Extended POML File Format Design Specification¶
Estimated time to read: 7 minutes
Status: Under implementation
Overview¶
This document describes the design for an extended POML file format that supports mixed content files - files that can contain both pure text (e.g., Markdown) and POML markup elements seamlessly integrated together.
Current Limitations¶
The current POML implementation requires files to be fully enclosed within <poml>...</poml> tags. Even though the outer level <poml>...</poml> can be optional, the markup file is always parsed with one single pass of XML parser. This creates friction when users want to:
- Write primarily text-based documents (like Markdown or Jinja) with occasional POML components
- Usually need to escape characters like <and>in text content
- Gradually migrate existing text files to use POML features
Design Goals¶
- Backward Compatibility: Most of existing POML files should continue to work without changes
- Flexibility: Support pure text files with embedded POML elements
- Seamless Integration: Allow switching between text and POML modes within a single file
File Format Specification¶
Extended POML Files¶
Extended POML files can contain:
- Pure Text Content: Regular text content (Markdown, plain text, etc.)
- POML Element Pairs: Any element pair defined in componentDocs.json(e.g.,<poml>...</poml>,<p>...</p>,<task>...</task>)

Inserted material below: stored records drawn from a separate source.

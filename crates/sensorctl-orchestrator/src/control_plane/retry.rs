//! Bounded retry with linear backoff for control-plane requests

use std::future::Future;
use std::time::Duration;

use sensorctl_core::config::ControlPlaneConfig;

use crate::error::ControlPlaneError;

/// Retry policy for one control-plane request
///
/// Attempt `n` that fails is followed by a wait of `n × backoff_unit`. After
/// `max_attempts` failures the last error is surfaced as
/// [`ControlPlaneError::RetriesExhausted`].
#[derive(Debug, Clone, Copy)]
pub struct RetryableCall {
    max_attempts: u32,
    backoff_unit: Duration,
}

impl RetryableCall {
    pub fn new(max_attempts: u32, backoff_unit: Duration) -> Self {
        Self {
            max_attempts: max_attempts.max(1),
            backoff_unit,
        }
    }

    pub fn from_config(config: &ControlPlaneConfig) -> Self {
        Self::new(config.max_attempts, config.backoff_unit)
    }

    pub fn max_attempts(&self) -> u32 {
        self.max_attempts
    }

    /// Delay after the given failed attempt (1-based)
    pub fn backoff_after(&self, attempt: u32) -> Duration {
        self.backoff_unit * attempt
    }

    /// Drive `call` until it succeeds or the attempt budget runs out.
    ///
    /// `call` receives the 1-based attempt number.
    pub async fn run<T, F, Fut>(&self, what: &str, mut call: F) -> Result<T, ControlPlaneError>
    where
        F: FnMut(u32) -> Fut,
        Fut: Future<Output = Result<T, ControlPlaneError>>,
    {
        let mut last = None;

        for attempt in 1..=self.max_attempts {
            match call(attempt).await {
                Ok(value) => return Ok(value),
                Err(e) => {
                    tracing::warn!(
                        "{} failed (attempt {}/{}): {}",
                        what,
                        attempt,
                        self.max_attempts,
                        e
                    );
                    last = Some(e);
                }
            }

            if attempt < self.max_attempts {
                tokio::time::sleep(self.backoff_after(attempt)).await;
            }
        }

        Err(ControlPlaneError::RetriesExhausted {
            attempts: self.max_attempts,
            last: Box::new(last.unwrap_or(ControlPlaneError::MissingName)),
        })
    }
}

#[cfg(test)]
mod tests {
    use super::*;
    use std::sync::atomic::{AtomicU32, Ordering};
    use std::sync::Arc;

    #[test]
    fn test_linear_backoff() {
        let retry = RetryableCall::new(3, Duration::from_secs(1));
        assert_eq!(retry.backoff_after(1), Duration::from_secs(1));
        assert_eq!(retry.backoff_after(2), Duration::from_secs(2));
    }

    #[test]
    fn test_zero_attempts_clamped() {
        assert_eq!(RetryableCall::new(0, Duration::ZERO).max_attempts(), 1);
    }

    #[tokio::test(start_paused = true)]
    async fn test_exactly_max_attempts_on_failure() {
        let retry = RetryableCall::new(3, Duration::from_secs(1));
        let calls = Arc::new(AtomicU32::new(0));

        let started = tokio::time::Instant::now();
        let result: Result<(), _> = retry
            .run("fetch", |_| {
                let calls = calls.clone();
                async move {
                    calls.fetch_add(1, Ordering::SeqCst);
                    Err(ControlPlaneError::Status {
                        status: 502,
                        body: "bad gateway".into(),
                    })
                }
            })
            .await;

        assert_eq!(calls.load(Ordering::SeqCst), 3);
        // 1s after the first failure, 2s after the second, none after the last
        assert_eq!(started.elapsed(), Duration::from_secs(3));
        match result {
            Err(ControlPlaneError::RetriesExhausted { attempts, last }) => {
                assert_eq!(attempts, 3);
                assert!(matches!(*last, ControlPlaneError::Status { status: 502, .. }));
            }
            other => panic!("unexpected result: {:?}", other),
        }
    }

    #[tokio::test(start_paused = true)]
    async fn test_stops_after_first_success() {
        let retry = RetryableCall::new(3, Duration::from_secs(1));
        let calls = Arc::new(AtomicU32::new(0));

        let result = retry
            .run("fetch", |attempt| {
                let calls = calls.clone();
                async move {
                    calls.fetch_add(1, Ordering::SeqCst);
                    if attempt < 2 {
                        Err(ControlPlaneError::Decode("truncated".into()))
                    } else {
                        Ok(attempt)
                    }
                }
            })
            .await;

        assert_eq!(result.unwrap(), 2);
        assert_eq!(calls.load(Ordering::SeqCst), 2);
    }
}
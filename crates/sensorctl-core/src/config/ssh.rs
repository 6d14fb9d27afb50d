//! SSH configuration for the remote command gateway

use serde::{Deserialize, Serialize};
use std::path::PathBuf;
use std::time::Duration;

use super::serde_utils::duration_secs;

/// Key files tried, in order, when no key path is configured
const DEFAULT_KEY_NAMES: &[&str] = &["id_ed25519", "id_rsa"];

/// How to authenticate and connect to sensors
#[derive(Debug, Clone, Serialize, Deserialize)]
#[serde(default)]
pub struct SshConfig {
    /// Remote login user
    pub username: String,

    /// Password authentication; used only when no key is available
    pub password: Option<String>,

    /// Private key for authentication
    pub private_key_path: Option<PathBuf>,

    /// SSH port on the sensors
    pub port: u16,

    /// Connection timeout; generous because upgrades keep sensors busy
    #[serde(with = "duration_secs")]
    pub connect_timeout: Duration,

    /// Timeout for the bare TCP reachability probe
    #[serde(with = "duration_secs")]
    pub port_probe_timeout: Duration,

    /// Upper bound on one remote command, from exec to exit status
    #[serde(with = "duration_secs")]
    pub command_timeout: Duration,

    /// Keepalive period; a peer that misses several in a row is dropped
    #[serde(with = "duration_secs")]
    pub keepalive_interval: Duration,
}

impl Default for SshConfig {
    fn default() -> Self {
        Self {
            username: "broala".to_string(),
            password: None,
            private_key_path: None,
            port: 22,
            connect_timeout: Duration::from_secs(30),
            port_probe_timeout: Duration::from_secs(5),
            command_timeout: Duration::from_secs(600),
            keepalive_interval: Duration::from_secs(15),
        }
    }
}

impl SshConfig {
    /// The key to authenticate with: the configured path, else the first
    /// default key found under `~/.ssh`.
    pub fn resolve_key_path(&self) -> Option<PathBuf> {
        if let Some(path) = &self.private_key_path {
            return Some(path.clone());
        }
        let ssh_dir = dirs::home_dir()?.join(".ssh");
        DEFAULT_KEY_NAMES
            .iter()
            .map(|name| ssh_dir.join(name))
            .find(|path| path.exists())
    }
}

- Mixed Content: Combination of pure text and POML elements
Element Detection¶
The system will assume the whole file is a pure text file and detects certain parts as POML elements based on the following:
- Loading component definitions from componentDocs.jsonand extracting valid POML component names and their aliases.
- Scanning for opening tags that match these components, and scanning until the corresponding closing tag is found.
- If a special tag <text>...</text>is found within a POML segment, it will be treated as pure text content and processed following the rules above (step 1 and 2).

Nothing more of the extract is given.